I've a question on awk. In English I want to:
(a) open a file, (b) search through the file for records where length of field15 > 20 characters and (c) print out some fields in the record.

I've written the following and it works OK. The trouble is this will ALWAYS write out the column headings irrespective of whether any records match the > 20 characters rule. Thus an output file will always be created. I only want to output anything IF the search criteria is satisfied.

I've tried moving the BEGIN part to after the search predicate (ie the length$15 > 20), but awk doesn't seem to like it. From reading the documentation the BEGIN command is invoked before any file is opened for searching. Does this mean that the BEGIN must be at the start of the statement ? I could nest the code inside another if (awk?) statement, but there must be a cleverer way? Any ideas ?

awk -F, 'BEGIN {print '\""${ROWDELIM}\n\""' \
'\""${HEAD1}\n\""' \
'\""${ROWDELIM}\n\""' \
'\""${HEAD2}\""'} \
length($15) > 20 \
{print $1","$3","$15, ++n \
} END {print "RECORD COUNT IS: " n}' $INPUTFILE > $TEXTFILE


Thanks
# 2  
Old 03-09-2005
I think that you may want to put an IF statment in there.

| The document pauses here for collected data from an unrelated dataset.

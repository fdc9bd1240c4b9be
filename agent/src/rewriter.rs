//! Query paraphrasing for corpus search expansion.

use std::sync::Arc;

use async_trait::async_trait;
use marag_retrieval::{QueryRewriter, RetrievalError};

use crate::config::LlmConfig;
use crate::llm::{LlmClient, LlmRequest};
use crate::prompts::QUERY_REWRITER_SYSTEM;

/// Asks the chat model for alternative phrasings of a query.
pub struct LlmQueryRewriter {
    llm: Arc<dyn LlmClient>,
    config: LlmConfig,
}

impl LlmQueryRewriter {
    pub fn new(llm: Arc<dyn LlmClient>, config: LlmConfig) -> Self {
        Self { llm, config }
    }
}

#[async_trait]
impl QueryRewriter for LlmQueryRewriter {
    async fn rewrite(&self, query: &str, n: usize) -> marag_retrieval::Result<Vec<String>> {
        let user = format!("Write {n} alternative versions of this search query:\n{query}");
        let output = self
            .llm
            .complete(LlmRequest::new(&self.config, QUERY_REWRITER_SYSTEM, user))
            .await
            .map_err(|e| RetrievalError::Expansion(e.to_string()))?;

        Ok(parse_variants(&output).take(n).collect())
    }
}

/// One query per non-empty line, without list markers.
fn parse_variants(output: &str) -> impl Iterator<Item = String> + '_ {
    output
        .lines()
        .map(|line| strip_list_marker(line.trim()).trim().trim_matches('"').trim())
        .filter(|line| !line.is_empty())
        .map(str::to_string)
}

fn strip_list_marker(line: &str) -> &str {
    let unnumbered = line.trim_start_matches(|c: char| c.is_ascii_digit());
    if unnumbered.len() < line.len()
        && let Some(rest) = unnumbered.strip_prefix(['.', ')'])
    {
        return rest;
    }
    line.strip_prefix(['-', '*']).unwrap_or(line)
}

#[cfg(test)]
mod tests {
    use super::*;
    use crate::error::LlmError;
    use pretty_assertions::assert_eq;

    struct Fixed(&'static str);

    #[async_trait]
    impl LlmClient for Fixed {
        async fn complete(&self, _request: LlmRequest) -> Result<String, LlmError> {
            Ok(self.0.to_string())
        }
    }

    struct Down;

    #[async_trait]
    impl LlmClient for Down {
        async fn complete(&self, _request: LlmRequest) -> Result<String, LlmError> {
            Err(LlmError::Response("HTTP 503".to_string()))
        }
    }

    #[test]
    fn test_parse_variants_strips_markers() {
        let variants: Vec<String> =
            parse_variants("1. first query\n\n- second query\n3) \"third query\"\n2024 revenue\n").collect();
        assert_eq!(
            variants,
            vec!["first query", "second query", "third query", "2024 revenue"]
        );
    }

    #[tokio::test]
    async fn test_rewrite_limits_count() {
        let rewriter = LlmQueryRewriter::new(Arc::new(Fixed("a\nb\nc\nd")), LlmConfig::default());
        assert_eq!(rewriter.rewrite("q", 2).await.unwrap(), vec!["a", "b"]);
    }

    #[tokio::test]
    async fn test_rewrite_error_maps_to_expansion() {
        let rewriter = LlmQueryRewriter::new(Arc::new(Down), LlmConfig::default());
        assert!(matches!(
            rewriter.rewrite("q", 3).await,
            Err(RetrievalError::Expansion(_))
        ));
    }
}
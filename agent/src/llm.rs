//! Language model access.
//!
//! Every agent talks to the model through [`LlmClient`], so tests can swap
//! the HTTP client for scripted responses. Structured outputs go through
//! [`complete_json`], which extracts and validates a JSON object and retries
//! once when the model replies with something else.

use std::sync::Arc;
use std::time::Duration;

use async_trait::async_trait;
use serde::de::DeserializeOwned;
use serde::{Deserialize, Serialize};
use tracing::{debug, warn};

use crate::config::LlmConfig;
use crate::error::LlmError;

const MAX_LOG_CHARS: usize = 4_000;

/// A single chat completion request.
#[derive(Debug, Clone, Default)]
pub struct LlmRequest {
    pub system: String,
    pub user: String,
    pub model: String,
    pub temperature: f32,

    /// Generation stops before any of these strings.
    pub stop: Vec<String>,
}

impl LlmRequest {
    /// Create a request with the model settings from `config`.
    pub fn new(config: &LlmConfig, system: impl Into<String>, user: impl Into<String>) -> Self {
        Self {
            system: system.into(),
            user: user.into(),
            model: config.model.clone(),
            temperature: config.temperature,
            stop: Vec::new(),
        }
    }

    /// Add a stop sequence.
    pub fn with_stop(mut self, stop: impl Into<String>) -> Self {
        self.stop.push(stop.into());
        self
    }
}

/// A chat model.
#[async_trait]
pub trait LlmClient: Send + Sync {
    async fn complete(&self, request: LlmRequest) -> Result<String, LlmError>;
}

#[async_trait]
impl LlmClient for Arc<dyn LlmClient> {
    async fn complete(&self, request: LlmRequest) -> Result<String, LlmError> {
        (**self).complete(request).await
    }
}

#[derive(Debug, Serialize)]
struct ChatMessage<'a> {
    role: &'a str,
    content: &'a str,
}

#[derive(Debug, Serialize)]
struct ChatRequest<'a> {
    model: &'a str,
    messages: Vec<ChatMessage<'a>>,
    temperature: f32,
    #[serde(skip_serializing_if = "Option::is_none")]
    stop: Option<&'a [String]>,
}

#[derive(Debug, Deserialize)]
struct ChatResponse {
    choices: Vec<ChatChoice>,
}

#[derive(Debug, Deserialize)]
struct ChatChoice {
    message: ChatMessageResponse,
}

#[derive(Debug, Deserialize)]
struct ChatMessageResponse {
    #[serde(default)]
    content: Option<String>,
}

/// Client for an OpenAI-compatible `/chat/completions` endpoint, such as vLLM.
pub struct OpenAiChatClient {
    client: reqwest::Client,
    base_url: String,
    api_key: Option<String>,
}

impl OpenAiChatClient {
    /// Create a client from configuration.
    pub fn new(config: &LlmConfig) -> Result<Self, LlmError> {
        let client = reqwest::Client::builder()
            .timeout(Duration::from_secs(config.timeout_secs))
            .build()?;
        Ok(Self {
            client,
            base_url: config.base_url.trim_end_matches('/').to_string(),
            api_key: config.api_key.clone(),
        })
    }
}

#[async_trait]
impl LlmClient for OpenAiChatClient {
    async fn complete(&self, request: LlmRequest) -> Result<String, LlmError> {
        let body = ChatRequest {
            model: &request.model,
            messages: vec![
                ChatMessage {
                    role: "system",
                    content: &request.system,
                },
                ChatMessage {
                    role: "user",
                    content: &request.user,
                },
            ],
            temperature: request.temperature,
            stop: (!request.stop.is_empty()).then_some(request.stop.as_slice()),
        };

        let mut builder = self
            .client
            .post(format!("{}/chat/completions", self.base_url))
            .json(&body);
        if let Some(key) = &self.api_key {
            builder = builder.bearer_auth(key);
        }

        let response = builder.send().await?;
        if !response.status().is_success() {
            let status = response.status();
            let text = response.text().await.unwrap_or_default();
            return Err(LlmError::Response(format!("HTTP {status}: {text}")));
        }

        let parsed: ChatResponse = response.json().await?;
        let content = parsed
            .choices
            .into_iter()
            .next()
            .and_then(|choice| choice.message.content)
            .ok_or_else(|| LlmError::Response("missing choices".to_string()))?;

        debug!(output = %truncate_for_log(&content, MAX_LOG_CHARS), "llm completion");
        Ok(content)
    }
}

/// Request a JSON object and deserialize it into `T`.
///
/// Markdown code fences and surrounding prose are ignored. A reply that still
/// does not parse is retried once with a reminder of the expected format;
/// a second failure is [`LlmError::MalformedOutput`]. Transport errors are
/// not retried.
pub async fn complete_json<T, C>(client: &C, request: LlmRequest) -> Result<T, LlmError>
where
    T: DeserializeOwned,
    C: LlmClient + ?Sized,
{
    complete_validated(client, request, Ok).await
}

/// Like [`complete_json`], with `validate` turning the parsed value into the
/// final record. A validation failure is retried the same way as a parse
/// failure.
pub async fn complete_validated<T, U, C, F>(
    client: &C,
    request: LlmRequest,
    validate: F,
) -> Result<U, LlmError>
where
    T: DeserializeOwned,
    C: LlmClient + ?Sized,
    F: Fn(T) -> Result<U, LlmError> + Send + Sync,
{
    let output = client.complete(request.clone()).await?;
    let first_error = match parse_json::<T>(&output).and_then(&validate) {
        Ok(value) => return Ok(value),
        Err(e) => e,
    };
    warn!("Retrying malformed structured output: {first_error}");

    let mut retry = request;
    retry.user.push_str(&format!(
        "\n\nYour previous reply was rejected ({first_error}). Reply with only the JSON object, no other text."
    ));
    let output = client.complete(retry).await?;
    parse_json(&output).and_then(validate)
}

/// Parse the JSON object embedded in a model reply.
pub fn parse_json<T: DeserializeOwned>(output: &str) -> Result<T, LlmError> {
    let json = extract_json(output).ok_or_else(|| {
        LlmError::MalformedOutput(format!(
            "no JSON object in output: {}",
            truncate_for_log(output, 200)
        ))
    })?;
    serde_json::from_str(json).map_err(|e| LlmError::MalformedOutput(e.to_string()))
}

fn extract_json(text: &str) -> Option<&str> {
    let start = text.find('{')?;
    let end = text.rfind('}')?;
    if end <= start {
        return None;
    }
    Some(&text[start..=end])
}

/// Cut `input` to `max_chars` characters, noting the original length.
pub(crate) fn truncate_for_log(input: &str, max_chars: usize) -> String {
    let char_count = input.chars().count();
    if char_count <= max_chars {
        return input.to_string();
    }
    let mut preview: String = input.chars().take(max_chars).collect();
    preview.push_str(&format!("... [truncated, total_chars={char_count}]"));
    preview
}
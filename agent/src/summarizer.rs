//! Final answer synthesis.

use std::sync::Arc;

use serde::Deserialize;
use tracing::{info, warn};

use crate::config::LlmConfig;
use crate::error::LlmError;
use crate::llm::{LlmClient, LlmRequest, complete_json};
use crate::prompts::SUMMARIZER_SYSTEM;
use crate::state::{FinalSummary, RATING_RANGE, StepAnswer};

/// Narrative used when the plan produced no steps.
pub const INSUFFICIENT_DECOMPOSITION: &str =
    "The question could not be decomposed into answerable steps.";

const NO_VERIFIED_EVIDENCE: &str = "No step produced verified evidence.";

#[derive(Deserialize)]
struct SummaryOutput {
    #[serde(default)]
    output: String,
    answer: String,
    score: i64,
}

/// Combines step answers into the final answer.
pub struct Summarizer {
    llm: Arc<dyn LlmClient>,
    config: LlmConfig,
    min_confident_rating: u8,
}

impl Summarizer {
    pub fn new(llm: Arc<dyn LlmClient>, config: LlmConfig, min_confident_rating: u8) -> Self {
        Self {
            llm,
            config,
            min_confident_rating,
        }
    }

    /// Summarize `answers` for `question`.
    ///
    /// Answers that failed or are rated below the confidence threshold are
    /// shown to the model as unverified. When every step failed the score is
    /// capped at the lowest rating.
    pub async fn summarize(
        &self,
        question: &str,
        answers: &[StepAnswer],
    ) -> Result<FinalSummary, LlmError> {
        if answers.is_empty() {
            info!("No step answers to summarize");
            return Ok(FinalSummary {
                narrative: INSUFFICIENT_DECOMPOSITION.to_string(),
                answer: String::new(),
                score: 0,
            });
        }

        let user = format!(
            "Question: {question}\n\nStep answers:\n{}",
            self.render_answers(answers)
        );
        let output: SummaryOutput = complete_json(
            self.llm.as_ref(),
            LlmRequest::new(&self.config, SUMMARIZER_SYSTEM, user),
        )
        .await?;

        let mut score = output
            .score
            .clamp(i64::from(*RATING_RANGE.start()), i64::from(*RATING_RANGE.end()))
            as u8;
        let mut narrative = output.output;
        if answers.iter().all(|a| !a.success) {
            warn!("Every step failed; capping summary score");
            score = *RATING_RANGE.start();
            narrative = if narrative.is_empty() {
                NO_VERIFIED_EVIDENCE.to_string()
            } else {
                format!("{NO_VERIFIED_EVIDENCE} {narrative}")
            };
        }

        Ok(FinalSummary {
            narrative,
            answer: output.answer,
            score,
        })
    }

    fn render_answers(&self, answers: &[StepAnswer]) -> String {
        answers
            .iter()
            .enumerate()
            .map(|(i, a)| {
                if a.is_confident(self.min_confident_rating) {
                    format!("Step {}: {}", i + 1, a.answer)
                } else {
                    format!("Step {} (unverified, rating {}/5): {}", i + 1, a.rating, a.answer)
                }
            })
            .collect::<Vec<_>>()
            .join("\n")
    }
}

#[cfg(test)]
mod tests {
    use super::*;
    use async_trait::async_trait;
    use pretty_assertions::assert_eq;
    use std::sync::Mutex;

    struct Recording {
        reply: &'static str,
        prompts: Mutex<Vec<String>>,
    }

    #[async_trait]
    impl LlmClient for Recording {
        async fn complete(&self, request: LlmRequest) -> Result<String, LlmError> {
            self.prompts.lock().unwrap().push(request.user);
            Ok(self.reply.to_string())
        }
    }

    fn summarizer(reply: &'static str) -> (Summarizer, Arc<Recording>) {
        let llm = Arc::new(Recording {
            reply,
            prompts: Mutex::new(Vec::new()),
        });
        (Summarizer::new(llm.clone(), LlmConfig::default(), 3), llm)
    }

    #[tokio::test]
    async fn test_empty_answers_skip_the_model() {
        let (summarizer, llm) = summarizer("unused");
        let summary = summarizer.summarize("q", &[]).await.unwrap();

        assert_eq!(summary.narrative, INSUFFICIENT_DECOMPOSITION);
        assert_eq!(summary.score, 0);
        assert!(llm.prompts.lock().unwrap().is_empty());
    }

    #[tokio::test]
    async fn test_low_confidence_steps_are_flagged() {
        let (summarizer, llm) =
            summarizer(r#"{"output": "combined", "answer": "Paris, about 2.1 million", "score": 9}"#);
        let answers = [
            StepAnswer::new("", "Paris", true, 5).unwrap(),
            StepAnswer::new("", "about 2.1 million", true, 2).unwrap(),
        ];

        let summary = summarizer.summarize("q", &answers).await.unwrap();
        assert_eq!(summary.score, 5);
        assert_eq!(summary.answer, "Paris, about 2.1 million");

        let prompt = &llm.prompts.lock().unwrap()[0];
        assert!(prompt.contains("Step 1: Paris\nStep 2 (unverified, rating 2/5): about 2.1 million"));
    }

    #[tokio::test]
    async fn test_all_failed_caps_score() {
        let (summarizer, _) =
            summarizer(r#"{"output": "nothing found", "answer": "unknown", "score": 4}"#);
        let summary = summarizer
            .summarize("q", &[StepAnswer::failed("no evidence")])
            .await
            .unwrap();

        assert_eq!(summary.score, 1);
        assert_eq!(summary.narrative, "No step produced verified evidence. nothing found");
    }

    #[tokio::test]
    async fn test_malformed_summary_is_an_error() {
        let (summarizer, _) = summarizer("not json");
        let err = summarizer
            .summarize("q", &[StepAnswer::new("", "a", true, 5).unwrap()])
            .await
            .unwrap_err();
        assert!(matches!(err, LlmError::MalformedOutput(_)));
    }
}
//! Configuration for the agents and their collaborators.

use serde::{Deserialize, Serialize};

/// Connection settings for an OpenAI-compatible chat endpoint.
#[derive(Debug, Clone, Serialize, Deserialize)]
#[serde(default)]
pub struct LlmConfig {
    /// Base URL including the API version, e.g. `http://localhost:8003/v1`.
    pub base_url: String,

    /// Bearer token. Local vLLM servers accept any value.
    pub api_key: Option<String>,

    /// Model served at the endpoint.
    pub model: String,

    /// Sampling temperature.
    pub temperature: f32,

    /// Request timeout in seconds.
    pub timeout_secs: u64,
}

impl Default for LlmConfig {
    fn default() -> Self {
        Self {
            base_url: "http://localhost:8003/v1".to_string(),
            api_key: None,
            model: "openai/gpt-oss-20b".to_string(),
            temperature: 0.0,
            timeout_secs: 120,
        }
    }
}

/// Settings for the Tavily web search tool.
#[derive(Debug, Clone, Serialize, Deserialize)]
#[serde(default)]
pub struct WebSearchConfig {
    pub base_url: String,
    pub api_key: Option<String>,
    pub max_results: usize,
    pub search_depth: String,

    /// Upper bound on the observation length in characters.
    pub max_output_chars: usize,
}

impl Default for WebSearchConfig {
    fn default() -> Self {
        Self {
            base_url: "https://api.tavily.com".to_string(),
            api_key: None,
            max_results: 5,
            search_depth: "advanced".to_string(),
            max_output_chars: 5000,
        }
    }
}

/// Limits and policies of the plan, execute and summarize loop.
#[derive(Debug, Clone, Serialize, Deserialize)]
#[serde(default)]
pub struct AgentConfig {
    /// Ceiling on plan steps executed in one invocation.
    pub max_iterations: usize,

    /// Ceiling on thought/action rounds of the research agent.
    pub max_react_iterations: usize,

    /// Step answers rated below this are flagged as unverified.
    pub min_confident_rating: u8,

    /// Corpus searched when a tool call names none.
    pub default_corpus: Option<String>,
}

impl Default for AgentConfig {
    fn default() -> Self {
        Self {
            max_iterations: 25,
            max_react_iterations: 15,
            min_confident_rating: 3,
            default_corpus: None,
        }
    }
}

impl AgentConfig {
    /// Set the plan iteration ceiling.
    pub fn with_max_iterations(mut self, max_iterations: usize) -> Self {
        self.max_iterations = max_iterations;
        self
    }

    /// Set the corpus used when a tool call names none.
    pub fn with_default_corpus(mut self, corpus_id: impl Into<String>) -> Self {
        self.default_corpus = Some(corpus_id.into());
        self
    }
}
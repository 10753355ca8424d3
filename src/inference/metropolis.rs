//! inference::metropolis — random-walk Metropolis–Hastings with tuning.
//!
//! Purpose
//! -------
//! Draw a Markov chain from an unnormalized [`LogPosterior`] in the
//! unconstrained latent space. Proposals are Gaussian random-walk steps
//! `z' = z + s·L·ε` with `L` the lower Cholesky factor of a proposal
//! covariance (usually the inverse Hessian at the posterior mode) and `s` a
//! scalar that is tuned before sampling.
//!
//! Key behaviors
//! -------------
//! - The scale starts at `2.38 / √k`.
//! - Tuning runs blocks of `tuning_block` steps and rescales `s` until the
//!   block acceptance rate lands in `[0.234, 0.4]` or `max_tuning_rounds`
//!   blocks have run. Tuning draws are discarded.
//! - The retained chain has exactly `nsims` rows; with `thinning = t` the
//!   sampler takes `nsims · t` steps and keeps every `t`-th state.
//!
//! Invariants & assumptions
//! ------------------------
//! - Proposals with a non-finite log-posterior (`-∞` or `NaN`) are always
//!   rejected, so the chain never leaves the feasible region.
//! - The starting point itself must have a finite log-posterior.
//! - If the proposal covariance has no Cholesky factor, its diagonal
//!   (floored at a small positive value) is used instead.
use crate::inference::{
    errors::{InferenceError, InferenceResult},
    hessian::cholesky_lower,
    traits::LogPosterior,
};
use ndarray::{Array1, Array2};
use rand::Rng;
use rand_distr::StandardNormal;
use tracing::debug;

/// Lower bound of the target acceptance band.
pub const TARGET_ACCEPT_LOW: f64 = 0.234;

/// Upper bound of the target acceptance band.
pub const TARGET_ACCEPT_HIGH: f64 = 0.4;

/// Floor applied to proposal variances when falling back to the diagonal.
const MIN_PROPOSAL_VAR: f64 = 1e-8;

/// Sampler configuration.
///
/// Default: `nsims = 10000`, `map_start = true`, `thinning = 1`,
/// `tuning_block = 100`, `max_tuning_rounds = 20`.
#[derive(Debug, Clone, Copy, PartialEq)]
pub struct MHOptions {
    /// Number of retained draws.
    pub nsims: usize,
    /// Start from the posterior mode and use its inverse Hessian as the
    /// proposal covariance.
    pub map_start: bool,
    /// Keep every `thinning`-th state.
    pub thinning: usize,
    pub tuning_block: usize,
    pub max_tuning_rounds: usize,
}

impl MHOptions {
    /// Validated options with the default tuning schedule.
    ///
    /// # Errors
    /// - `InferenceError::InvalidOption` if `nsims` or `thinning` is zero.
    pub fn new(nsims: usize, map_start: bool, thinning: usize) -> InferenceResult<Self> {
        if nsims == 0 {
            return Err(InferenceError::InvalidOption {
                name: "nsims",
                reason: "Number of draws must be positive.",
            });
        }
        if thinning == 0 {
            return Err(InferenceError::InvalidOption {
                name: "thinning",
                reason: "Thinning must be positive.",
            });
        }
        Ok(Self { nsims, map_start, thinning, ..Self::default() })
    }
}

impl Default for MHOptions {
    fn default() -> Self {
        Self { nsims: 10000, map_start: true, thinning: 1, tuning_block: 100, max_tuning_rounds: 20 }
    }
}

/// Chain and diagnostics from [`metropolis_hastings`].
#[derive(Debug, Clone, PartialEq)]
pub struct MHOutcome {
    /// `nsims × k` retained states.
    pub chain: Array2<f64>,
    /// Acceptance rate over the retained run.
    pub acceptance_rate: f64,
    /// Final proposal scale.
    pub scale: f64,
    pub tuning_rounds: usize,
    /// Whether a tuning block hit the target band.
    pub tuned: bool,
}

/// Run a tuned random-walk Metropolis–Hastings sampler.
///
/// Parameters
/// ----------
/// - `post`: target density.
/// - `start`: initial state; must have a finite log-posterior.
/// - `proposal_cov`: `k×k` proposal covariance before scaling.
/// - `opts`: draw count, thinning, tuning schedule.
/// - `rng`: random source.
///
/// Errors
/// ------
/// - `InferenceError::InfeasibleStart` if `post` is not finite at `start`.
/// - `InferenceError::CovarianceDimMismatch` if `start`, `proposal_cov` and
///   `post.dim()` disagree.
/// - `InferenceError::InvalidOption` for zero `nsims`, `thinning` or
///   `tuning_block`.
pub fn metropolis_hastings<P, R>(
    post: &P, start: &Array1<f64>, proposal_cov: &Array2<f64>, opts: &MHOptions, rng: &mut R,
) -> InferenceResult<MHOutcome>
where
    P: LogPosterior + ?Sized,
    R: Rng + ?Sized,
{
    let k = post.dim();
    if start.len() != k || proposal_cov.nrows() != k || proposal_cov.ncols() != k {
        return Err(InferenceError::CovarianceDimMismatch {
            expected: k,
            found: (proposal_cov.nrows(), proposal_cov.ncols()),
        });
    }
    if opts.nsims == 0 || opts.thinning == 0 || opts.tuning_block == 0 {
        return Err(InferenceError::InvalidOption {
            name: "MHOptions",
            reason: "nsims, thinning and tuning_block must be positive.",
        });
    }
    let lp_start = post.log_posterior(start);
    if !lp_start.is_finite() {
        return Err(InferenceError::InfeasibleStart { value: lp_start });
    }

    let chol = proposal_factor(proposal_cov);
    let mut walker = Walker { current: start.clone(), lp: lp_start, chol };
    let mut scale = 2.38 / (k.max(1) as f64).sqrt();

    let mut tuned = false;
    let mut tuning_rounds = 0;
    while tuning_rounds < opts.max_tuning_rounds {
        tuning_rounds += 1;
        let accepted =
            (0..opts.tuning_block).filter(|_| walker.step(post, scale, rng)).count();
        let rate = accepted as f64 / opts.tuning_block as f64;
        debug!(round = tuning_rounds, rate, scale, "M-H tuning block");
        if (TARGET_ACCEPT_LOW..=TARGET_ACCEPT_HIGH).contains(&rate) {
            tuned = true;
            break;
        }
        scale = rescale(scale, rate);
    }

    let mut chain = Array2::<f64>::zeros((opts.nsims, k));
    let mut accepted = 0usize;
    for mut row in chain.rows_mut() {
        for _ in 0..opts.thinning {
            if walker.step(post, scale, rng) {
                accepted += 1;
            }
        }
        row.assign(&walker.current);
    }
    let acceptance_rate = accepted as f64 / (opts.nsims * opts.thinning) as f64;

    Ok(MHOutcome { chain, acceptance_rate, scale, tuning_rounds, tuned })
}

/// Multiplicative scale adjustment for an observed acceptance rate.
///
/// Rates inside `[0.234, 0.4]` leave the scale unchanged.
pub fn rescale(scale: f64, rate: f64) -> f64 {
    if rate > 0.8 {
        scale * 2.0
    } else if rate > TARGET_ACCEPT_HIGH {
        scale * 1.3
    } else if rate >= TARGET_ACCEPT_LOW {
        scale
    } else if rate > 0.1 {
        scale / 1.3
    } else if rate > 0.05 {
        scale * 0.4
    } else if rate > 0.01 {
        scale * 0.2
    } else {
        scale * 0.1
    }
}

// ---- Helper methods ----

struct Walker {
    current: Array1<f64>,
    lp: f64,
    chol: Array2<f64>,
}

impl Walker {
    /// One proposal; returns whether it was accepted.
    fn step<P, R>(&mut self, post: &P, scale: f64, rng: &mut R) -> bool
    where
        P: LogPosterior + ?Sized,
        R: Rng + ?Sized,
    {
        let k = self.current.len();
        let eps = Array1::from_shape_fn(k, |_| rng.sample::<f64, _>(StandardNormal));
        let proposal = &self.current + &(self.chol.dot(&eps) * scale);
        let lp_new = post.log_posterior(&proposal);
        if !lp_new.is_finite() {
            return false;
        }
        let log_u = rng.gen_range(0.0_f64..1.0).ln();
        if log_u < lp_new - self.lp {
            self.current = proposal;
            self.lp = lp_new;
            true
        } else {
            false
        }
    }
}

fn proposal_factor(cov: &Array2<f64>) -> Array2<f64> {
    cholesky_lower(cov).unwrap_or_else(|| {
        Array2::from_diag(&cov.diag().mapv(|v| {
            if v.is_finite() { v.max(MIN_PROPOSAL_VAR).sqrt() } else { 1.0 }
        }))
    })
}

awk -F, 'BEGIN {if( length($15) > 20 )print '\""${ROWDELIM}\n\""' \
'\""${HEAD1}\n\""' \
'\""${ROWDELIM}\n\""' \
'\""${HEAD2}\""'} \
{print $1","$3","$15, ++n \
} END {print "RECORD COUNT IS: " n}' $INPUTFILE > $TEXTFILE

I have not tested this but I know that you can use if statement. Let me know if this works.

Good Luck
# 3  
Old 03-10-2005
Larry, Thanks for the prompt reply !

Interesting. Getting closer. I had to put back the line you moved (length($15) > 30 as your version would result in all records in $INPUTFILE getting output . I've simplified the code too . So now I have :

awk -F, 'BEGIN {if( length($15) > 30 ) print "HEADING RECORD"} \
length($15) > 30 \
{print $1","$3","$15, ++n \
} END {print "RECORD COUNT IS: " n}' $INPUTFILE > $TEXTFILE

BUT the if condition you moved to straight after the begin is not getting tested properly. ie the title "HEADING RECORD" is not being output (but the main body of the output is correct) Any ideas ?
# 4  
Old 03-10-2005
Quote:
Originally Posted by eff_cee
Hi,

I've a question on awk. In English I want to:
(a) open a file, (b) search through the file for records where length of field15 > 20 characters and (c) print out some fields in the record.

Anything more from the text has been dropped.